(The data):
--- --- ---
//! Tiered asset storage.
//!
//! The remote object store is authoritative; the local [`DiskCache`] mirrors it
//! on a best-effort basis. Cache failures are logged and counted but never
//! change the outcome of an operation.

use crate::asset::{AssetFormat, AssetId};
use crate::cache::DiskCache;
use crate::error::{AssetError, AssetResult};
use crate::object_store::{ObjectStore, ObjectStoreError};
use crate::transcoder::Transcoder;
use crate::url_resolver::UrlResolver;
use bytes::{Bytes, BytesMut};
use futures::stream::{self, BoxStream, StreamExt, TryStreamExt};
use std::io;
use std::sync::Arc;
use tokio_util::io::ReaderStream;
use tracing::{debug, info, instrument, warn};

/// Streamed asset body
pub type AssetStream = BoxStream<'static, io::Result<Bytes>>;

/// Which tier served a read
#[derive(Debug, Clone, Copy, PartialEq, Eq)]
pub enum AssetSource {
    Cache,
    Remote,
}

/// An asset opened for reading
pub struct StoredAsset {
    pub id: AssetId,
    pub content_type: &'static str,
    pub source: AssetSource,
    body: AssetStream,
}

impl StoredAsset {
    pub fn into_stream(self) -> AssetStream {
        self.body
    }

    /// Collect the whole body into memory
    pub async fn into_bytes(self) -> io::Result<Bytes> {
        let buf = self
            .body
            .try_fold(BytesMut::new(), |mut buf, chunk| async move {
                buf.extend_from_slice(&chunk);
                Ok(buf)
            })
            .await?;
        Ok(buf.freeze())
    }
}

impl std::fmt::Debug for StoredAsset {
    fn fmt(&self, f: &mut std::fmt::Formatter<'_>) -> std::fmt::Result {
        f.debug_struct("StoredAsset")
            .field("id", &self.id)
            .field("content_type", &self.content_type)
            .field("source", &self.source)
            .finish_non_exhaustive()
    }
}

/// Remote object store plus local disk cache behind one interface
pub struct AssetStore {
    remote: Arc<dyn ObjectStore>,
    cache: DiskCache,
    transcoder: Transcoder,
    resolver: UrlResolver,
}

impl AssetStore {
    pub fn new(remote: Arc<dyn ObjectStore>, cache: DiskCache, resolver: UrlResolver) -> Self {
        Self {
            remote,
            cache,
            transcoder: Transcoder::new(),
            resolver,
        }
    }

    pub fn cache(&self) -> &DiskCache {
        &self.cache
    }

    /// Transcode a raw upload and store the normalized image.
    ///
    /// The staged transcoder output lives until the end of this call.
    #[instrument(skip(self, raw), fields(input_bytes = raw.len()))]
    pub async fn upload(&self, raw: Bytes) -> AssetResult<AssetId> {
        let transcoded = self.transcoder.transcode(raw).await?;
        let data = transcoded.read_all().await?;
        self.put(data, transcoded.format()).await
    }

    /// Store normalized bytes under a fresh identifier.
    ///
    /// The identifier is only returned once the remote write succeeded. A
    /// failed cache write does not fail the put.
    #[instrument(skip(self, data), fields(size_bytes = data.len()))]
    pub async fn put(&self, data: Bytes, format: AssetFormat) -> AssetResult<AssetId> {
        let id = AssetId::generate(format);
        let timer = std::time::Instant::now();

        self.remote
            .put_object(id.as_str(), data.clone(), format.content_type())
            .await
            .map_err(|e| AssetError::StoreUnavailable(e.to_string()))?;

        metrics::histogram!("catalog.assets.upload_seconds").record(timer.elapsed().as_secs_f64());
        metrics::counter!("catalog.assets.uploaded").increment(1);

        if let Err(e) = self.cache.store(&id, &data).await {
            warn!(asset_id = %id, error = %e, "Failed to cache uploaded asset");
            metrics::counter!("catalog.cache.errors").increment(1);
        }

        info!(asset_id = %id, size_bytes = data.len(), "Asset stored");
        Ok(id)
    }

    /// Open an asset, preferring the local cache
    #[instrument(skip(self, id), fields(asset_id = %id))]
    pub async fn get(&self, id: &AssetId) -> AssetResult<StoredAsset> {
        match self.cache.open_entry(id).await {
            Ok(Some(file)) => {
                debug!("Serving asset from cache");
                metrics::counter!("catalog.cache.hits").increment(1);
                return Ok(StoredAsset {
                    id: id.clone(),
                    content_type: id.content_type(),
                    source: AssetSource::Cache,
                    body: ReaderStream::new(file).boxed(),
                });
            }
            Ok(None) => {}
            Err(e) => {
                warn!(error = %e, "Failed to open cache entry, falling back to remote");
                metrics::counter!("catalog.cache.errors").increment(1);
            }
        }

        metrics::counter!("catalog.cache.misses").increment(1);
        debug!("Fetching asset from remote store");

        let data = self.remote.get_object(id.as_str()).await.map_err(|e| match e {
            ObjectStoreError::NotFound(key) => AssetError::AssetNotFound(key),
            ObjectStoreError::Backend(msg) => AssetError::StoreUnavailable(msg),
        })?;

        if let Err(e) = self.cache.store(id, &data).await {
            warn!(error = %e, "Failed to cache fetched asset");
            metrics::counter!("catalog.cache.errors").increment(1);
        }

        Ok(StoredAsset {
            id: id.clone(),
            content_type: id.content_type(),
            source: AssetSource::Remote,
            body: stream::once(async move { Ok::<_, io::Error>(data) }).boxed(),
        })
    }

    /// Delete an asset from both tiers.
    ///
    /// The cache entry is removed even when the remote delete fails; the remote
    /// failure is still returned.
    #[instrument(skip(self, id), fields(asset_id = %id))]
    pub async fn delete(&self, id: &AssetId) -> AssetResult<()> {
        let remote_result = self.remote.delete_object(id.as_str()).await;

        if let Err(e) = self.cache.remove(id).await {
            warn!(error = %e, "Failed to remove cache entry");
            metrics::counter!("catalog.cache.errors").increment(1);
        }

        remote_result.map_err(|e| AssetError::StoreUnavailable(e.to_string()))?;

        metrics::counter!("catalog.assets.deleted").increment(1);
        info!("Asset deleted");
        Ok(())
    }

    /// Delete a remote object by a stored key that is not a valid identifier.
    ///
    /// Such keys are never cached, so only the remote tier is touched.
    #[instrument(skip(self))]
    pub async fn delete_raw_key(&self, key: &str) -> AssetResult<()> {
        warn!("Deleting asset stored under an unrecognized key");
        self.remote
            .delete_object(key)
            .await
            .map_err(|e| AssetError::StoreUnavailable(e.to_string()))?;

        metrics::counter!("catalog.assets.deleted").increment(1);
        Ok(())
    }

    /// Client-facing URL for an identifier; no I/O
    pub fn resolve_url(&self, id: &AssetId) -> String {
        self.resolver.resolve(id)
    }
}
--- --- ---
(Instructions to follow):
Retype every line above with nothing changed.

(Your solution):
//! Tiered asset storage.
//!
//! The remote object store is authoritative; the local [`DiskCache`] mirrors it
//! on a best-effort basis. Cache failures are logged and counted but never
//! change the outcome of an operation.

use crate::asset::{AssetFormat, AssetId};
use crate::cache::DiskCache;
use crate::error::{AssetError, AssetResult};
use crate::object_store::{ObjectStore, ObjectStoreError};
use crate::transcoder::Transcoder;
use crate::url_resolver::UrlResolver;
use bytes::{Bytes, BytesMut};
use futures::stream::{self, BoxStream, StreamExt, TryStreamExt};
use std::io;
use std::sync::Arc;
use tokio_util::io::ReaderStream;
use tracing::{debug, info, instrument, warn};

/// Streamed asset body
pub type AssetStream = BoxStream<'static, io::Result<Bytes>>;

/// Which tier served a read
#[derive(Debug, Clone, Copy, PartialEq, Eq)]
pub enum AssetSource {
    Cache,
    Remote,
}

/// An asset opened for reading
pub struct StoredAsset {
    pub id: AssetId,
    pub content_type: &'static str,
    pub source: AssetSource,
    body: AssetStream,
}

impl StoredAsset {
    pub fn into_stream(self) -> AssetStream {
        self.body
    }

    /// Collect the whole body into memory
    pub async fn into_bytes(self) -> io::Result<Bytes> {
        let buf = self
            .body
            .try_fold(BytesMut::new(), |mut buf, chunk| async move {
                buf.extend_from_slice(&chunk);
                Ok(buf)
            })
            .await?;
        Ok(buf.freeze())
    }
}

impl std::fmt::Debug for StoredAsset {
    fn fmt(&self, f: &mut std::fmt::Formatter<'_>) -> std::fmt::Result {
        f.debug_struct("StoredAsset")
            .field("id", &self.id)
            .field("content_type", &self.content_type)
            .field("source", &self.source)
            .finish_non_exhaustive()
    }
}

/// Remote object store plus local disk cache behind one interface
pub struct AssetStore {
    remote: Arc<dyn ObjectStore>,
    cache: DiskCache,
    transcoder: Transcoder,
    resolver: UrlResolver,
}

impl AssetStore {
    pub fn new(remote: Arc<dyn ObjectStore>, cache: DiskCache, resolver: UrlResolver) -> Self {
        Self {
            remote,
            cache,
            transcoder: Transcoder::new(),
            resolver,
        }
    }

    pub fn cache(&self) -> &DiskCache {
        &self.cache
    }

    /// Transcode a raw upload and store the normalized image.
    ///
    /// The staged transcoder output lives until the end of this call.
    #[instrument(skip(self, raw), fields(input_bytes = raw.len()))]
    pub async fn upload(&self, raw: Bytes) -> AssetResult<AssetId> {
        let transcoded = self.transcoder.transcode(raw).await?;
        let data = transcoded.read_all().await?;
        self.put(data, transcoded.format()).await
    }

    /// Store normalized bytes under a fresh identifier.
    ///
    /// The identifier is only returned once the remote write succeeded. A
    /// failed cache write does not fail the put.
    #[instrument(skip(self, data), fields(size_bytes = data.len()))]
    pub async fn put(&self, data: Bytes, format: AssetFormat) -> AssetResult<AssetId> {
        let id = AssetId::generate(format);
        let timer = std::time::Instant::now();

        self.remote
            .put_object(id.as_str(), data.clone(), format.content_type())
            .await
            .map_err(|e| AssetError::StoreUnavailable(e.to_string()))?;

        metrics::histogram!("catalog.assets.upload_seconds").record(timer.elapsed().as_secs_f64());
        metrics::counter!("catalog.assets.uploaded").increment(1);

        if let Err(e) = self.cache.store(&id, &data).await {
            warn!(asset_id = %id, error = %e, "Failed to cache uploaded asset");
            metrics::counter!("catalog.cache.errors").increment(1);
        }

        info!(asset_id = %id, size_bytes = data.len(), "Asset stored");
        Ok(id)
    }

    /// Open an asset, preferring the local cache
    #[instrument(skip(self, id), fields(asset_id = %id))]
    pub async fn get(&self, id: &AssetId) -> AssetResult<StoredAsset> {
        match self.cache.open_entry(id).await {
            Ok(Some(file)) => {
                debug!("Serving asset from cache");
                metrics::counter!("catalog.cache.hits").increment(1);
                return Ok(StoredAsset {
                    id: id.clone(),
                    content_type: id.content_type(),
                    source: AssetSource::Cache,
                    body: ReaderStream::new(file).boxed(),
                });
            }
            Ok(None) => {}
            Err(e) => {
                warn!(error = %e, "Failed to open cache entry, falling back to remote");
                metrics::counter!("catalog.cache.errors").increment(1);
            }
        }

        metrics::counter!("catalog.cache.misses").increment(1);
        debug!("Fetching asset from remote store");

        let data = self.remote.get_object(id.as_str()).await.map_err(|e| match e {
            ObjectStoreError::NotFound(key) => AssetError::AssetNotFound(key),
            ObjectStoreError::Backend(msg) => AssetError::StoreUnavailable(msg),
        })?;

        if let Err(e) = self.cache.store(id, &data).await {
            warn!(error = %e, "Failed to cache fetched asset");
            metrics::counter!("catalog.cache.errors").increment(1);
        }

        Ok(StoredAsset {
            id: id.clone(),
            content_type: id.content_type(),
            source: AssetSource::Remote,
            body: stream::once(async move { Ok::<_, io::Error>(data) }).boxed(),
        })
    }

    /// Delete an asset from both tiers.
    ///
    /// The cache entry is removed even when the remote delete fails; the remote
    /// failure is still returned.
    #[instrument(skip(self, id), fields(asset_id = %id))]
    pub async fn delete(&self, id: &AssetId) -> AssetResult<()> {
        let remote_result = self.remote.delete_object(id.as_str()).await;

        if let Err(e) = self.cache.remove(id).await {
            warn!(error = %e, "Failed to remove cache entry");
            metrics::counter!("catalog.cache.errors").increment(1);
        }

        remote_result.map_err(|e| AssetError::StoreUnavailable(e.to_string()))?;

        metrics::counter!("catalog.assets.deleted").increment(1);
        info!("Asset deleted");
        Ok(())
    }

    /// Delete a remote object by a stored key that is not a valid identifier.
    ///
    /// Such keys are never cached, so only the remote tier is touched.
    #[instrument(skip(self))]
    pub async fn delete_raw_key(&self, key: &str) -> AssetResult<()> {
        warn!("Deleting asset stored under an unrecognized key");
        self.remote
            .delete_object(key)
            .await
            .map_err(|e| AssetError::StoreUnavailable(e.to_string()))?;

        metrics::counter!("catalog.assets.deleted").increment(1);
        Ok(())
    }

    /// Client-facing URL for an identifier; no I/O
    pub fn resolve_url(&self, id: &AssetId) -> String {
        self.resolver.resolve(id)
    }
}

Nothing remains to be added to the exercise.